What you should do — Transcribe, word for word and without additions, each line below from the one containing "units. Drives the" through the one containing "let balances = self", both ends included.

---------- The records

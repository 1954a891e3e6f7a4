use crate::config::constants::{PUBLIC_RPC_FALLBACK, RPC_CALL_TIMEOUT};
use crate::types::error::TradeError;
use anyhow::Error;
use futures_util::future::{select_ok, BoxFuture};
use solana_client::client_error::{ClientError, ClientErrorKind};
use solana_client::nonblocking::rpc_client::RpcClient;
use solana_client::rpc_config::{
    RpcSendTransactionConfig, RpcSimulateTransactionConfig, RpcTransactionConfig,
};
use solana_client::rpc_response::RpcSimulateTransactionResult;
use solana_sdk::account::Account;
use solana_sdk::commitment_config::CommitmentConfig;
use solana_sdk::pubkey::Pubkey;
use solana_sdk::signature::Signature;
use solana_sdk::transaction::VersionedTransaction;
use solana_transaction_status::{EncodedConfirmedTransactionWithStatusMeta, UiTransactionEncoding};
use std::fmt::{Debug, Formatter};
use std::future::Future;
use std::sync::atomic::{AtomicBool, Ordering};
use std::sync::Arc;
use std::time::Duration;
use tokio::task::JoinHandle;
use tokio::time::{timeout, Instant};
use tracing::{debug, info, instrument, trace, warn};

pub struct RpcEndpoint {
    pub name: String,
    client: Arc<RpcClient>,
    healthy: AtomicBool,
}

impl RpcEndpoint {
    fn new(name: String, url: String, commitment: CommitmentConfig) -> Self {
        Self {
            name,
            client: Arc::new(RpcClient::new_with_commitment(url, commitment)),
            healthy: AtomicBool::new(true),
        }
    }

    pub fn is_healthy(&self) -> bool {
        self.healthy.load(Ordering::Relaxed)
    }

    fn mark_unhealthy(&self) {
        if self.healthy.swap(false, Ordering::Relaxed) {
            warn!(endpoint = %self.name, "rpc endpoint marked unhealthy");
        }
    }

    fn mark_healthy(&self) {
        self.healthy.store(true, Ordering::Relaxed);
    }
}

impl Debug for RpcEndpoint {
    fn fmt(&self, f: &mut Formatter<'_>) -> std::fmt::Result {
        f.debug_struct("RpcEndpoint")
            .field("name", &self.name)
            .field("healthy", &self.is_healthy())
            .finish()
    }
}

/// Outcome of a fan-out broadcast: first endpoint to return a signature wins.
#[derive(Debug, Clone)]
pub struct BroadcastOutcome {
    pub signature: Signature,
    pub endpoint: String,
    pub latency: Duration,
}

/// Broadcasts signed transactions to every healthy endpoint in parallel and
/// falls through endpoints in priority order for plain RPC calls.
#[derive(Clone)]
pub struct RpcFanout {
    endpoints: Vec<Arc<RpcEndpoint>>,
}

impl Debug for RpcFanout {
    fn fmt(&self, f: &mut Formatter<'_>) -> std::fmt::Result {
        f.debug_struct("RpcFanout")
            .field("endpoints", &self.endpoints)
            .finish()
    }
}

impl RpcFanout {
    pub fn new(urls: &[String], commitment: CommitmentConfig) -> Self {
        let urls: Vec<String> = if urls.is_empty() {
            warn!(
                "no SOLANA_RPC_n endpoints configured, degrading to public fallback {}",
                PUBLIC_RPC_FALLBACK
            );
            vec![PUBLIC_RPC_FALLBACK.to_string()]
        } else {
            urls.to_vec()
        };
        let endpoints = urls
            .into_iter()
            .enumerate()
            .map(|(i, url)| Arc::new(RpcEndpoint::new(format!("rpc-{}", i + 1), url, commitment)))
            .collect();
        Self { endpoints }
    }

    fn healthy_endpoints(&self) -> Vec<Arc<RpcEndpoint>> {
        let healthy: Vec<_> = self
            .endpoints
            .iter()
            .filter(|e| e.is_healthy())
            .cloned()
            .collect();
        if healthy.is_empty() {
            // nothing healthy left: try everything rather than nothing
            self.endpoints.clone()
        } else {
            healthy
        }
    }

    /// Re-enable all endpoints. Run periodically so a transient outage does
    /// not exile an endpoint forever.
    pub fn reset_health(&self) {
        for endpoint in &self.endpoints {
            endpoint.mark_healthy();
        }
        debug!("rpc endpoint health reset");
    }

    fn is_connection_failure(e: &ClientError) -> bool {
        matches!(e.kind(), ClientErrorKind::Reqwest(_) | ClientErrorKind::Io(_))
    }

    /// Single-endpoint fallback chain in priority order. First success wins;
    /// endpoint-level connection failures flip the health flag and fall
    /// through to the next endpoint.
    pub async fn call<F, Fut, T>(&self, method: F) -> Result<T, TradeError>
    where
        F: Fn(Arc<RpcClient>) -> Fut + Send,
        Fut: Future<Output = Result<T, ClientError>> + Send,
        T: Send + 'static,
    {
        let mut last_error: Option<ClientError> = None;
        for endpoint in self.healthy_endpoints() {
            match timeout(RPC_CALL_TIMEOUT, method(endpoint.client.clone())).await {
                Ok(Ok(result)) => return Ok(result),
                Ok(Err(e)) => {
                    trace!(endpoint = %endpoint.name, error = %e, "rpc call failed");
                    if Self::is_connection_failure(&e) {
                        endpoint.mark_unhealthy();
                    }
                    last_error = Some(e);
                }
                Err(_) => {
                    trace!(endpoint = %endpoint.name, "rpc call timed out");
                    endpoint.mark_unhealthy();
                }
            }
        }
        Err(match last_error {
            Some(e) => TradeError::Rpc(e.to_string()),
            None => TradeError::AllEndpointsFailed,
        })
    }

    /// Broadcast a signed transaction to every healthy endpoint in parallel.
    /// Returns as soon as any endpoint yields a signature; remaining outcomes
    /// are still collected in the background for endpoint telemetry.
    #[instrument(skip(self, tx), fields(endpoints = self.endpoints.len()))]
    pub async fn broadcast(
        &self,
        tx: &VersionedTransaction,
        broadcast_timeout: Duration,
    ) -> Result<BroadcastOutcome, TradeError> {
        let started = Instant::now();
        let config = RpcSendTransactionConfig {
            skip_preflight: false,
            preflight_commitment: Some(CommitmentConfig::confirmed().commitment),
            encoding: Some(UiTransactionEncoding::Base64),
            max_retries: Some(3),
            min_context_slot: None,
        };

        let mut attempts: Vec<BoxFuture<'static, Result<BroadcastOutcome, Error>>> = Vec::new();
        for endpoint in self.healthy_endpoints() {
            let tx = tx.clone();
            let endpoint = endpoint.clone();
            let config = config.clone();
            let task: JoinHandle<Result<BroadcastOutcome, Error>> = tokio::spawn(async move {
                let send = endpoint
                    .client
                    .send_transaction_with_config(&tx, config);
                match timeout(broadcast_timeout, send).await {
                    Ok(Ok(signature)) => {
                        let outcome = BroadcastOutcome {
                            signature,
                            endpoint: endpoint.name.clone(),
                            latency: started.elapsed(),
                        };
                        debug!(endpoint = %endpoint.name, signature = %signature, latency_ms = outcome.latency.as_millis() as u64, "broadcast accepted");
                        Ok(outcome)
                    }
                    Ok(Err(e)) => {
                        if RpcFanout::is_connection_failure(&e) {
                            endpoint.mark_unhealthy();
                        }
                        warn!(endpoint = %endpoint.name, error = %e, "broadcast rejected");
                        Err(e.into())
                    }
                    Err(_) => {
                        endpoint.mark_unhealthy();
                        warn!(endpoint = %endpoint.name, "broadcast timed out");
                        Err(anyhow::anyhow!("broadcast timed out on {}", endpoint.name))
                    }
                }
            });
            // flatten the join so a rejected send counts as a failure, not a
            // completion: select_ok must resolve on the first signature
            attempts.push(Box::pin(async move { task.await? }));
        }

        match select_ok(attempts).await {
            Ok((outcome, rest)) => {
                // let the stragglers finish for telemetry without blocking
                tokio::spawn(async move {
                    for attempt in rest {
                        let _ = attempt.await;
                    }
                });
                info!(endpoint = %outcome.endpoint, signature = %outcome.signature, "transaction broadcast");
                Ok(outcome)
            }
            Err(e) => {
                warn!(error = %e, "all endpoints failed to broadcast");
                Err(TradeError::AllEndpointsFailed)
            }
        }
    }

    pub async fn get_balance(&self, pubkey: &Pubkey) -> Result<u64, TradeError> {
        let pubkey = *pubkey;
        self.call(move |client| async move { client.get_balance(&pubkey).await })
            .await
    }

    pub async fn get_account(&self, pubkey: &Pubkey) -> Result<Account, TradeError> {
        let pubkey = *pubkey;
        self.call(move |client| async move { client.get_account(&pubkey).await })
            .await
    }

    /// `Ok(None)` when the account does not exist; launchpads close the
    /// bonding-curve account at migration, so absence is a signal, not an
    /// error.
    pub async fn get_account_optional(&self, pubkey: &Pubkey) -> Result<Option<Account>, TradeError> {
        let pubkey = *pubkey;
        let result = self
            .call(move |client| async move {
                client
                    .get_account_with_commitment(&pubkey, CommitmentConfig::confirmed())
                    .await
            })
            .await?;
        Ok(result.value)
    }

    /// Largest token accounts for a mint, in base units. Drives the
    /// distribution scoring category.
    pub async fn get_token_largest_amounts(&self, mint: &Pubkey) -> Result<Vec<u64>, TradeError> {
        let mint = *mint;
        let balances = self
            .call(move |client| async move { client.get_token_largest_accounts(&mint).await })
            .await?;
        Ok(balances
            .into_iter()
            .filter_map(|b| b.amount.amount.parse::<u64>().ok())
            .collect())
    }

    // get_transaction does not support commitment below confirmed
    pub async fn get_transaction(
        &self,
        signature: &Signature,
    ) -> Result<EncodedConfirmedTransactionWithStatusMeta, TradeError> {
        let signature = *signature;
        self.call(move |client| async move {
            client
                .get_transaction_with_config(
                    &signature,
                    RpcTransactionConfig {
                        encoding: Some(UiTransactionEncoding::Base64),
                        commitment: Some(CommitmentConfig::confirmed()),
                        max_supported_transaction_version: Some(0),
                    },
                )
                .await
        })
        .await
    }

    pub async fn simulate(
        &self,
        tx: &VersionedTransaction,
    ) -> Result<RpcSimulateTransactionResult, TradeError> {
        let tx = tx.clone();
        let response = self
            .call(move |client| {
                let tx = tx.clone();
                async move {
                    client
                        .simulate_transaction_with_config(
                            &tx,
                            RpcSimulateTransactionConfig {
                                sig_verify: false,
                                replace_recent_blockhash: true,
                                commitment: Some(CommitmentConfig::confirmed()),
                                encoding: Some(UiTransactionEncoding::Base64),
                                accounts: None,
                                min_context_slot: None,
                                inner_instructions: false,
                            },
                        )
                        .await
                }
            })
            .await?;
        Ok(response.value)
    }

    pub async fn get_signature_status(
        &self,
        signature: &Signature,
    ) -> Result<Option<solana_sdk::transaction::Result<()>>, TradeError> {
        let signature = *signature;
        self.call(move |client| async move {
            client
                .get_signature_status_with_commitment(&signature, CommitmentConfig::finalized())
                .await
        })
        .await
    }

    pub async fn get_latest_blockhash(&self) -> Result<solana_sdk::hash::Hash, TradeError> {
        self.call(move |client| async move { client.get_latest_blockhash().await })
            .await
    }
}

--------------------

Task answer —
    /// Largest token accounts for a mint, in base units. Drives the
    /// distribution scoring category.
    pub async fn get_token_largest_amounts(&self, mint: &Pubkey) -> Result<Vec<u64>, TradeError> {
        let mint = *mint;
        let balances = self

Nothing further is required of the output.